No, it doesn’t, unless you had such little HP left that you die during ADC.

You likely still live after those 10 seconds, which means your starting HP had no impact on how much damage your ADC had blocked.

Only in the rare case that you die during ADC activation it would have mattered for the effectiveness of the ADC to have more HP at the start.

Well…that is the real issue. The ADC provides a certain level of passive tank anyway ( 92K EHP in the case of the Eagle ). But if you let that get damaged and then apply active ADC you are only getting resistance on what remaining passive tank you have left. So I can’t see any situation in which you’d be better off waiting to activate the ADC.

But it must do. I mean that is the whole argument people have been making. The ADC offers a resistance benefit…so it can only resist on what tank you have left.

Thus if your shields are down to 50% and you active ADC, you are getting 95% resistance on half the original HP. That is what I mean by it scaling linearly. The benefit you get is always the same percentage of whatever you have left.

Whether you die during ADC is an entirely separate issue.

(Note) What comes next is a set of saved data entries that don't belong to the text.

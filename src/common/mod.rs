mod queue;

pub use queue::BroadcastQueue;
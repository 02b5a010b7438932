mod edge;
mod node;
mod workflow;

pub use edge::{ConditionKind, EdgeCondition, EdgeModel};
pub use node::{NodeModel, NodeType};
pub use workflow::WorkflowModel;
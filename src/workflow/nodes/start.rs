use async_trait::async_trait;
use serde_json::Value;
use tracing::debug;

use crate::{Result, model::NodeType, runtime::ExecutionContext, workflow::template::Resolver};

use super::NodeExecutor;

/// Entry node. Emits the trigger input with every string leaf resolved.
#[derive(Debug, Clone, Copy, Default)]
pub struct StartExecutor;

#[async_trait]
impl NodeExecutor for StartExecutor {
    fn node_type(&self) -> NodeType {
        NodeType::Start
    }

    async fn execute(
        &self,
        _: &Value,
        ctx: &ExecutionContext,
        resolver: &Resolver,
    ) -> Result<Value> {
        let output = resolver.resolve_value(ctx.input(), ctx)?;
        debug!(output = %output, "start node output");
        Ok(output)
    }
}
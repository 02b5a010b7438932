use std::{fs, path::Path, time::Duration};

use serde::{Deserialize, Serialize};

use crate::{DagflowError, Result};

/// Engine configuration, usually loaded from a TOML file.
#[derive(Debug, Clone, Default, Deserialize)]
#[serde(default)]
pub struct Config {
    /// default options applied to every run
    pub run: RunConfig,
    /// http node settings
    pub http: HttpConfig,
    /// variable interpolation settings
    pub template: TemplateConfig,
}

#[derive(Debug, Clone, Default, Deserialize, PartialEq, Eq)]
#[serde(default)]
pub struct RunConfig {
    /// keep going after a node fails
    pub continue_on_error: bool,
    /// per-node deadline in milliseconds
    pub node_timeout_ms: Option<u64>,
    /// whole-run deadline in milliseconds
    pub run_timeout_ms: Option<u64>,
}

#[derive(Debug, Clone, Deserialize, PartialEq, Eq)]
#[serde(default)]
pub struct HttpConfig {
    /// fixed delay between http retry attempts, in milliseconds
    pub retry_delay_ms: u64,
}

impl Default for HttpConfig {
    fn default() -> Self {
        Self {
            retry_delay_ms: 1000,
        }
    }
}

#[derive(Debug, Clone, Default, Deserialize, PartialEq, Eq)]
#[serde(default)]
pub struct TemplateConfig {
    pub unresolved: UnresolvedPolicy,
}

/// What the resolver does with a `{path}` token it cannot resolve.
#[derive(Debug, Clone, Copy, Default, Serialize, Deserialize, PartialEq, Eq, strum::AsRefStr, strum::EnumString)]
#[serde(rename_all = "snake_case")]
#[strum(serialize_all = "snake_case")]
pub enum UnresolvedPolicy {
    /// Leave the literal token in the output.
    #[default]
    Leave,
    /// Fail the node that asked for the resolution.
    Fail,
}

/// Options for a single run.
#[derive(Debug, Clone, Default, PartialEq, Eq)]
pub struct RunOptions {
    pub continue_on_error: bool,
    pub node_timeout: Option<Duration>,
    pub run_timeout: Option<Duration>,
}

impl RunOptions {
    pub fn new() -> Self {
        Self::default()
    }

    pub fn continue_on_error(
        mut self,
        yes: bool,
    ) -> Self {
        self.continue_on_error = yes;
        self
    }

    pub fn node_timeout(
        mut self,
        timeout: Duration,
    ) -> Self {
        self.node_timeout = Some(timeout);
        self
    }

    pub fn run_timeout(
        mut self,
        timeout: Duration,
    ) -> Self {
        self.run_timeout = Some(timeout);
        self
    }
}

impl From<&RunConfig> for RunOptions {
    fn from(cfg: &RunConfig) -> Self {
        Self {
            continue_on_error: cfg.continue_on_error,
            node_timeout: cfg.node_timeout_ms.map(Duration::from_millis),
            run_timeout: cfg.run_timeout_ms.map(Duration::from_millis),
        }
    }
}

impl Config {
    pub fn create<T: AsRef<Path>>(path: T) -> Result<Self> {
        let data = fs::read_to_string(path.as_ref()).map_err(|e| DagflowError::Config(format!("failed to load config file {:?}: {}", path.as_ref(), e)))?;

        Self::load_from_str(data.as_str())
    }

    pub fn load_from_str(toml_str: &str) -> Result<Self> {
        let config = toml::from_str::<Config>(toml_str)?;
        Ok(config)
    }

    /// Run options derived from the `[run]` table.
    pub fn run_options(&self) -> RunOptions {
        RunOptions::from(&self.run)
    }
}

#[cfg(test)]
mod test {
    use std::time::Duration;

    use crate::{Config, UnresolvedPolicy};

    #[test]
    fn test_config_deserialize() {
        let toml_str = r#"
        [run]
        continue_on_error = true
        node_timeout_ms = 2500

        [http]
        retry_delay_ms = 50

        [template]
        unresolved = "fail"
        "#;
        let config = Config::load_from_str(toml_str).unwrap();
        assert!(config.run.continue_on_error);
        assert_eq!(config.http.retry_delay_ms, 50);
        assert_eq!(config.template.unresolved, UnresolvedPolicy::Fail);

        let opts = config.run_options();
        assert_eq!(opts.node_timeout, Some(Duration::from_millis(2500)));
        assert_eq!(opts.run_timeout, None);
    }

    #[test]
    fn test_config_defaults() {
        let config = Config::load_from_str("").unwrap();
        assert!(!config.run.continue_on_error);
        assert_eq!(config.http.retry_delay_ms, 1000);
        assert_eq!(config.template.unresolved, UnresolvedPolicy::Leave);
    }

    #[test]
    fn test_config_rejects_bad_policy() {
        let err = Config::load_from_str("[template]\nunresolved = \"explode\"").unwrap_err();
        assert!(matches!(err, crate::DagflowError::Config(_)));
    }

    #[test]
    fn test_config_missing_file() {
        assert!(Config::create("/definitely/not/here.toml").is_err());
    }
}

No, it only resists on what dmage you take for the duration of the ADC.

It doesn’t matter how much HP you have left after the ADC ran out for the effectiveness of the ADC.

The only reason your starting HP matters is that if you had too little HP left, your ADC may not run the full 10 seconds as result of your ship’s explosion.

Gee I’m so confused now. I’ve been trying to understand what Altara is trying to say and what others been trying to make understood so I, too, can learn about Damage Control module.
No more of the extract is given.